INSTRUCTIONS TO FOLLOW:
Filter these entries down to the lines that hold the word "TasksApi", and show each of them.

TASK DATA:

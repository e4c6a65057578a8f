use serde::{Deserialize, Serialize};
use std::collections::HashSet;

use super::client::Client;
use super::common::{ApiQueryParams, Links};
use super::error::ApiError;
use super::labels::Label;

/// Largest page the tasks endpoint returns
const TASK_PAGE_LIMIT: u32 = 500;

#[derive(Debug, Clone, Deserialize, PartialEq)]
#[serde(rename_all = "camelCase")]
pub struct Task {
    pub id: String,
    #[serde(rename = "orgID")]
    pub org_id: Option<String>,
    pub org: Option<String>,
    pub name: Option<String>,
    #[serde(rename = "ownerID")]
    pub owner_id: Option<String>,
    pub description: Option<String>,
    pub status: Option<String>,
    #[serde(default)]
    pub labels: Vec<Label>,
    #[serde(rename = "authorizationID")]
    pub authorization_id: Option<String>,
    pub flux: String,
    pub every: Option<String>,
    pub cron: Option<String>,
    pub offset: Option<String>,
    pub latest_completed: Option<String>,
    pub last_run_status: Option<String>,
    pub last_run_error: Option<String>,
    pub created_at: Option<String>,
    pub updated_at: Option<String>,
    pub links: Option<Links>,
}

#[derive(Debug, Deserialize)]
struct Tasks {
    #[serde(default)]
    tasks: Vec<Task>,
}

#[derive(Debug, Clone, Serialize)]
pub struct PostTaskRequest {
    #[serde(rename = "orgID")]
    pub org_id: String,
    pub flux: String,
    #[serde(skip_serializing_if = "Option::is_none")]
    pub status: Option<String>,
}

/// Name and schedule come from the `option task` block in the flux script
#[derive(Debug, Clone, Default, Serialize)]
pub struct PatchTaskRequest {
    #[serde(skip_serializing_if = "Option::is_none")]
    pub flux: Option<String>,
    #[serde(skip_serializing_if = "Option::is_none")]
    pub status: Option<String>,
}

pub struct TasksApi<'a> {
    client: &'a Client,
}

impl<'a> TasksApi<'a> {
    pub fn new(client: &'a Client) -> Self {
        Self { client }
    }

    /// List all tasks, following the `after` cursor across pages
    /// GET /api/v2/tasks
    pub async fn list(&self) -> Result<Vec<Task>, ApiError> {
        let mut tasks: Vec<Task> = Vec::new();
        let mut seen: HashSet<String> = HashSet::new();

        loop {
            let params = ApiQueryParams::new()
                .add("limit", TASK_PAGE_LIMIT)
                .add_optional("after", tasks.last().map(|task| task.id.clone()));
            let page: Tasks = self
                .client
                .get_with_params("/api/v2/tasks", &params)
                .await?;
            let short = (page.tasks.len() as u32) < TASK_PAGE_LIMIT;
            let before = tasks.len();
            for task in page.tasks {
                if seen.insert(task.id.clone()) {
                    tasks.push(task);
                }
            }

            // A page with nothing new means the cursor is not advancing
            if short || tasks.len() == before {
                return Ok(tasks);
            }
        }
    }

    /// GET /api/v2/tasks/{taskID}
    pub async fn get(&self, task_id: &str) -> Result<Task, ApiError> {
        self.client
            .get(&format!("/api/v2/tasks/{}", urlencoding::encode(task_id)))
            .await
    }

    /// POST /api/v2/tasks
    pub async fn create(&self, request: &PostTaskRequest) -> Result<Task, ApiError> {
        self.client.post("/api/v2/tasks", request).await
    }

    /// PATCH /api/v2/tasks/{taskID}
    pub async fn update(&self, task_id: &str, request: &PatchTaskRequest) -> Result<Task, ApiError> {
        self.client
            .patch(
                &format!("/api/v2/tasks/{}", urlencoding::encode(task_id)),
                request,
            )
            .await
    }

    /// DELETE /api/v2/tasks/{taskID}
    pub async fn delete(&self, task_id: &str) -> Result<(), ApiError> {
        self.client
            .delete(&format!("/api/v2/tasks/{}", urlencoding::encode(task_id)))
            .await
    }
}

#[cfg(test)]
mod tests {
    use super::*;
    use crate::api::RetryConfig;
    use mockito::{Matcher, Server};

    fn client(server: &Server) -> Client {
        Client::with_config(
            &server.url(),
            "secret",
            RetryConfig {
                max_retries: 0,
                ..RetryConfig::default()
            },
        )
        .unwrap()
    }

    #[test]
    fn task_decodes_links_and_labels() {
        let task: Task = serde_json::from_str(
            r#"{
                "id": "t1", "orgID": "o1", "org": "acme", "name": "downsample",
                "status": "active", "flux": "option task = {name: \"downsample\", every: 1h}",
                "every": "1h", "labels": [{"id": "l1", "name": "critical", "orgID": "o1"}],
                "links": {"self": "/api/v2/tasks/t1", "runs": "/api/v2/tasks/t1/runs"}
            }"#,
        )
        .unwrap();

        assert_eq!(task.every.as_deref(), Some("1h"));
        assert_eq!(task.labels[0].name, "critical");
        let links = task.links.unwrap();
        assert_eq!(links.self_link.as_deref(), Some("/api/v2/tasks/t1"));
        assert!(links.owners.is_none());
    }

    #[tokio::test]
    async fn list_requests_first_page_without_cursor() {
        let mut server = Server::new_async().await;
        let mock = server
            .mock("GET", "/api/v2/tasks")
            .match_query(Matcher::Exact("limit=500".to_string()))
            .with_status(200)
            .with_body(r#"{"tasks":[{"id":"t1","flux":"from(bucket: \"b\")"}]}"#)
            .create_async()
            .await;

        let client = client(&server);
        let tasks = client.tasks().list().await.unwrap();

        assert_eq!(tasks.len(), 1);
        mock.assert_async().await;
    }

    fn task_page(ids: impl Iterator<Item = usize>) -> String {
        let tasks: Vec<serde_json::Value> = ids
            .map(|i| serde_json::json!({"id": format!("t{}", i), "flux": "from(bucket: \"b\")"}))
            .collect();
        serde_json::json!({ "tasks": tasks }).to_string()
    }

    #[tokio::test]
    async fn list_follows_cursor_after_full_page() {
        let mut server = Server::new_async().await;
        let first = server
            .mock("GET", "/api/v2/tasks")
            .match_query(Matcher::Exact("limit=500".to_string()))
            .with_status(200)
            .with_body(task_page(0..500))
            .expect(1)
            .create_async()
            .await;
        let second = server
            .mock("GET", "/api/v2/tasks")
            .match_query(Matcher::AllOf(vec![
                Matcher::UrlEncoded("limit".into(), "500".into()),
                Matcher::UrlEncoded("after".into(), "t499".into()),
            ]))
            .with_status(200)
            .with_body(task_page(500..520))
            .expect(1)
            .create_async()
            .await;

        let client = client(&server);
        let tasks = client.tasks().list().await.unwrap();

        assert_eq!(tasks.len(), 520);
        assert_eq!(tasks[0].id, "t0");
        assert_eq!(tasks[519].id, "t519");
        first.assert_async().await;
        second.assert_async().await;
    }

    #[tokio::test]
    async fn list_stops_when_cursor_is_ignored() {
        let mut server = Server::new_async().await;
        let mock = server
            .mock("GET", "/api/v2/tasks")
            .match_query(Matcher::Any)
            .with_status(200)
            .with_body(task_page(0..500))
            .expect(2)
            .create_async()
            .await;

        let client = client(&server);
        let tasks = client.tasks().list().await.unwrap();

        assert_eq!(tasks.len(), 500);
        mock.assert_async().await;
    }

    #[tokio::test]
    async fn create_posts_flux_and_status() {
        let mut server = Server::new_async().await;
        let mock = server
            .mock("POST", "/api/v2/tasks")
            .match_body(Matcher::Json(serde_json::json!({
                "orgID": "o1",
                "flux": "option task = {name: \"t\", every: 1h}",
                "status": "inactive"
            })))
            .with_status(201)
            .with_body(
                r#"{"id":"t1","orgID":"o1","name":"t","status":"inactive",
                    "flux":"option task = {name: \"t\", every: 1h}","every":"1h"}"#,
            )
            .create_async()
            .await;

        let client = client(&server);
        let task = client
            .tasks()
            .create(&PostTaskRequest {
                org_id: "o1".to_string(),
                flux: "option task = {name: \"t\", every: 1h}".to_string(),
                status: Some("inactive".to_string()),
            })
            .await
            .unwrap();

        assert_eq!(task.status.as_deref(), Some("inactive"));
        mock.assert_async().await;
    }
}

ANSWER FOR THIS EXERCISE:
pub struct TasksApi<'a> {
impl<'a> TasksApi<'a> {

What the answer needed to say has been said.